Veterinari · 13/06/2020 10:40

The problem is your OH is a shit dad who sees parenting as your job.
Whilst you continue to pick up the slack there's no reason for him to change his behaviour.
You need a proper conversation with him about work vs parenting/housework, and he needs to be responsible for managing your DSD

user1488481370 · 13/06/2020 10:41

@Cabinfever10, no, she’s not autistic or SEN. It’s definitely a control issue, she’s been like it since she was tiny and I always thought she would grow out of it but I think she feels that insecure that she’s never been able to. I feel as though making her more independent, praising her for it and being consistent would really help her.

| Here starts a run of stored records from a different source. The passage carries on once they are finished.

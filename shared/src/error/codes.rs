//! Storefront error codes
//!
//! Grouped by the part of the storefront that raises them:
//! - 0xxx: input
//! - 1xxx: catalog
//! - 2xxx: cart
//! - 3xxx: checkout
//! - 9xxx: runtime / environment

use serde::{Deserialize, Serialize};
use std::fmt;

/// Numeric error code, serialized as a bare `u16`
#[derive(Debug, Clone, Copy, PartialEq, Eq, Hash, Serialize, Deserialize)]
#[serde(into = "u16", try_from = "u16")]
#[repr(u16)]
pub enum ErrorCode {
    // ── 0xxx: input ─────────────────────────────────────────────────
    /// Payload did not have the expected shape
    InvalidFormat = 1,
    /// A required form field was blank
    RequiredField = 2,
    /// Text too long, quantity below 1
    ValueOutOfRange = 3,

    // ── 1xxx: catalog ───────────────────────────────────────────────
    /// Catalog endpoint unreachable or answered with an error status
    CatalogUnavailable = 1001,
    /// Catalog body was not a food list / spreadsheet table
    CatalogMalformed = 1002,
    FoodNotFound = 1003,

    // ── 2xxx: cart ──────────────────────────────────────────────────
    CartEmpty = 2001,
    CartItemNotFound = 2002,
    /// Cart state could not be written to its store
    CartStorageFailed = 2003,

    // ── 3xxx: checkout ──────────────────────────────────────────────
    /// Phone number outside `[0-9+-() ]{10,15}`
    InvalidPhone = 3001,
    PaymentMethodRequired = 3002,
    /// Order log POST failed; the chat fallback was used
    OrderLogFailed = 3003,

    // ── 9xxx: runtime / environment ─────────────────────────────────
    InternalError = 9001,
    NetworkError = 9003,
    TimeoutError = 9004,
    ConfigError = 9005,
}

const ALL_CODES: [ErrorCode; 16] = [
    ErrorCode::InvalidFormat,
    ErrorCode::RequiredField,
    ErrorCode::ValueOutOfRange,
    ErrorCode::CatalogUnavailable,
    ErrorCode::CatalogMalformed,
    ErrorCode::FoodNotFound,
    ErrorCode::CartEmpty,
    ErrorCode::CartItemNotFound,
    ErrorCode::CartStorageFailed,
    ErrorCode::InvalidPhone,
    ErrorCode::PaymentMethodRequired,
    ErrorCode::OrderLogFailed,
    ErrorCode::InternalError,
    ErrorCode::NetworkError,
    ErrorCode::TimeoutError,
    ErrorCode::ConfigError,
];

impl ErrorCode {
    #[inline]
    pub const fn code(&self) -> u16 {
        *self as u16
    }

    /// Every defined code, in numeric order
    pub fn all() -> &'static [ErrorCode] {
        &ALL_CODES
    }

    /// Default message used when an [`AppError`](super::AppError) is built
    /// from a bare code
    pub const fn message(&self) -> &'static str {
        match self {
            Self::InvalidFormat => "Unexpected data format",
            Self::RequiredField => "A required field is empty",
            Self::ValueOutOfRange => "Value outside the allowed range",

            Self::CatalogUnavailable => "Could not load the menu",
            Self::CatalogMalformed => "Menu data could not be read",
            Self::FoodNotFound => "No menu item with this id",

            Self::CartEmpty => "The cart is empty",
            Self::CartItemNotFound => "Item is not in the cart",
            Self::CartStorageFailed => "Could not save the cart",

            Self::InvalidPhone => "Phone number must be 10-15 digits, spaces, +, - or ()",
            Self::PaymentMethodRequired => "Choose cash or QRIS",
            Self::OrderLogFailed => "Order could not be recorded",

            Self::InternalError => "Internal error",
            Self::NetworkError => "Network request failed",
            Self::TimeoutError => "Request timed out",
            Self::ConfigError => "Invalid configuration",
        }
    }
}

impl From<ErrorCode> for u16 {
    #[inline]
    fn from(code: ErrorCode) -> Self {
        code.code()
    }
}

/// A `u16` that is not one of the defined codes
#[derive(Debug, Clone, Copy, PartialEq, Eq)]
pub struct InvalidErrorCode(pub u16);

impl fmt::Display for InvalidErrorCode {
    fn fmt(&self, f: &mut fmt::Formatter<'_>) -> fmt::Result {
        write!(f, "no error code {}", self.0)
    }
}

impl std::error::Error for InvalidErrorCode {}

impl TryFrom<u16> for ErrorCode {
    type Error = InvalidErrorCode;

    fn try_from(value: u16) -> Result<Self, Self::Error> {
        ALL_CODES
            .iter()
            .copied()
            .find(|c| c.code() == value)
            .ok_or(InvalidErrorCode(value))
    }
}

impl fmt::Display for ErrorCode {
    fn fmt(&self, f: &mut fmt::Formatter<'_>) -> fmt::Result {
        write!(f, "{}", self.code())
    }
}

#[cfg(test)]
mod tests {
    use super::*;

    #[test]
    fn test_numeric_values() {
        assert_eq!(ErrorCode::RequiredField.code(), 2);
        assert_eq!(ErrorCode::CatalogUnavailable.code(), 1001);
        assert_eq!(ErrorCode::CartEmpty.code(), 2001);
        assert_eq!(ErrorCode::InvalidPhone.code(), 3001);
        assert_eq!(ErrorCode::ConfigError.code(), 9005);
    }

    #[test]
    fn test_all_is_sorted_and_convertible() {
        let all = ErrorCode::all();
        assert!(all.windows(2).all(|w| w[0].code() < w[1].code()));
        for code in all {
            assert_eq!(ErrorCode::try_from(code.code()), Ok(*code));
        }
    }

    #[test]
    fn test_unknown_numbers_rejected() {
        assert_eq!(ErrorCode::try_from(0), Err(InvalidErrorCode(0)));
        assert_eq!(ErrorCode::try_from(1234), Err(InvalidErrorCode(1234)));
    }

    #[test]
    fn test_serde_as_number() {
        let json = serde_json::to_string(&ErrorCode::InvalidPhone).unwrap();
        assert_eq!(json, "3001");
        let back: ErrorCode = serde_json::from_str("2001").unwrap();
        assert_eq!(back, ErrorCode::CartEmpty);
        assert!(serde_json::from_str::<ErrorCode>("4242").is_err());
    }
}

But OH coddles her during the few times he does interact or spend time with them, he also lets her get away with things that he would never dream of letting DD2 get away with which really doesn’t help matters.

As an example, she will come in from the bathroom several times to ask which button to press on the shower, it’s almost like a stalling tactic or an attention thing. She will then ask if she puts conditioner in her hair first or shampoo, she knows exactly what to do but acts dumb, she will then come back and cry and say I can’t do it until I relent and help her and the crying magically stops. I think it’s definitely an attention thing although she has gotten slightly better over the last week or so.

OP posts:
RandomMess · 13/06/2020 10:41

TBH I would in with your Mum with the two youngest and let your H sort out his eldest...

RandomMess · 13/06/2020 10:42

It sounds like some one to one time with her Mum is really needed tbh!!!

user1488481370 · 13/06/2020 10:43

@RandomMess I don’t think he knows how to parent her. I don’t think either of them do Sad

OP posts:
RandomMess · 13/06/2020 10:45

Do you really want this for your DC living with an absent parent???